他溫柔地呢喃“我見不得彆人生活難過,你好好活著,活得開心一點,同時,去幫我找一隻大尾巴的雪豹男人,把他的舌頭割下來,然後帶他來我麵前,好嗎,許鍋兒姐姐?”
許鍋兒不躲不避,緊皺著眉頭,答道“我看你還是把你的東西收回去好了,誰要幫你做壞事!”
“哪裡會是壞事,誰會真的把危害社會的感染者的安危放在眼裡,這個世界本就是以人為本不是嗎?吃人肉喝人血的怪物,隻是割個舌頭而已,比起被他們殺死的數以萬計的人類,這又算得了什麼?”
許鍋兒緊緊盯著對方的眼睛,沉默良久後才找到自己的聲音“你是初代的後代,你也是感染者,怎麼可以這麼說?!”
“哎呀呀,你知道啊,”邊緣眼睛彎彎,明亮有神,“我可不是感染者哦,我隻是個……有異能力的普通人類罷了。”
他微微低頭,眼神認真地說“從感染者出現到現在,各國之間爆發了多次戰爭,國內也每幾日都有獸人襲擊民眾的案子發生,他們的存在為人民生活帶來了極大的危害,國家卻不加以約束,依然飼養縱容著這些怪物,還加以研究準備培育,你不覺得很不可理喻嗎?身邊已經死了太多人了,我們必須改變現狀……當然,你也不是感染者,你在遇到我之前就已經感染了z輻射,我已經將它帶來的影響壓製到了最低,現在的狀態隻是被動接受了我的能力產生的不良反應而已,但如果沒有我與你共鳴,你會徹徹底底進化成一個野蠻的獸人,明白嗎?除了站在我這邊,你沒有選擇。”
許鍋兒反駁道“這跟割雪豹的舌頭又有什麼關係?”
“關係大了去了!”少年笑開,變捧為捏,掐著許鍋兒的臉頰道,“割了他的舌頭我就開心,處理完私人恩怨我工作效率會增長,對人類社會未來的和平來說,這可是個重要的契機?”

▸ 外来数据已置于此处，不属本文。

use axum::{
    Json, Router,
    extract::{Path, State},
    response::Json as ResponseJson,
    routing::{get, post},
};
use db::models::{
    task::Task,
    workflow::{CreateWorkflow, Workflow},
    workflow_phase::{CreateWorkflowPhase, WorkflowPhase},
};
use deployment::Deployment;
use services::services::workflow::{AddWorkflowTask, WorkflowStatusReport};
use utils::response::ApiResponse;
use uuid::Uuid;

use crate::{DeploymentImpl, error::ApiError};

pub async fn create_workflow(
    State(deployment): State<DeploymentImpl>,
    Json(payload): Json<CreateWorkflow>,
) -> Result<ResponseJson<ApiResponse<Workflow>>, ApiError> {
    let workflow = deployment.workflows().create_workflow(payload).await?;
    Ok(ResponseJson(ApiResponse::success(workflow)))
}

pub async fn get_workflow(
    State(deployment): State<DeploymentImpl>,
    Path(workflow_id): Path<Uuid>,
) -> Result<ResponseJson<ApiResponse<Workflow>>, ApiError> {
    let workflow = deployment.workflows().get_workflow(workflow_id).await?;
    Ok(ResponseJson(ApiResponse::success(workflow)))
}

pub async fn add_phase(
    State(deployment): State<DeploymentImpl>,
    Path(workflow_id): Path<Uuid>,
    Json(payload): Json<CreateWorkflowPhase>,
) -> Result<ResponseJson<ApiResponse<WorkflowPhase>>, ApiError> {
    let phase = deployment
        .workflows()
        .add_phase(workflow_id, payload)
        .await?;
    Ok(ResponseJson(ApiResponse::success(phase)))
}

pub async fn add_task(
    State(deployment): State<DeploymentImpl>,
    Path(workflow_id): Path<Uuid>,
    Json(payload): Json<AddWorkflowTask>,
) -> Result<ResponseJson<ApiResponse<Task>>, ApiError> {
    let task = deployment.workflows().add_task(workflow_id, payload).await?;
    Ok(ResponseJson(ApiResponse::success(task)))
}

pub async fn list_workflow_tasks(
    State(deployment): State<DeploymentImpl>,
    Path(workflow_id): Path<Uuid>,
) -> Result<ResponseJson<ApiResponse<Vec<Task>>>, ApiError> {
    let tasks = deployment
        .workflows()
        .list_workflow_tasks(workflow_id)
        .await?;
    Ok(ResponseJson(ApiResponse::success(tasks)))
}

pub async fn start_workflow(
    State(deployment): State<DeploymentImpl>,
    Path(workflow_id): Path<Uuid>,
) -> Result<ResponseJson<ApiResponse<Workflow>>, ApiError> {
    let workflow = deployment.workflows().start_workflow(workflow_id).await?;
    Ok(ResponseJson(ApiResponse::success(workflow)))
}

pub async fn get_workflow_status(
    State(deployment): State<DeploymentImpl>,
    Path(workflow_id): Path<Uuid>,
) -> Result<ResponseJson<ApiResponse<WorkflowStatusReport>>, ApiError> {
    let report = deployment
        .workflows()
        .get_workflow_status(workflow_id)
        .await?;
    Ok(ResponseJson(ApiResponse::success(report)))
}

pub fn router() -> Router<DeploymentImpl> {
    let workflow_id_router = Router::new()
        .route("/", get(get_workflow))
        .route("/phases", post(add_phase))
        .route("/tasks", get(list_workflow_tasks).post(add_task))
        .route("/start", post(start_workflow))
        .route("/status", get(get_workflow_status));

    let inner = Router::new()
        .route("/", post(create_workflow))
        .nest("/{workflow_id}", workflow_id_router);

    Router::new().nest("/workflows", inner)
}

不尊重人的神經病。許鍋兒受不了地揮開對方作妖的手,抱臂繞到他身後去皺著眉想事情。
她問道“我的兩個同伴呢?你把他們弄哪兒去了?”
邊緣無辜地攤了攤手“這怎麼又賴到我頭上了?我可什麼都沒做,喂,你找還是不找,不要浪費我的時間了好吧,我忙著呢。”
“我不找又怎樣……你要割了我的舌頭嗎?”
“我能怎樣啊,喂喂喂,我從沒有對你怎樣吧!”他仰起頭思索似的輕撫嘴唇,“你不幫忙的話,我隻能自己去找了啊。”
許鍋兒意外地看向對方,發現那男孩認真想事情的模樣非常順眼,像個普普通通的清澈高中生。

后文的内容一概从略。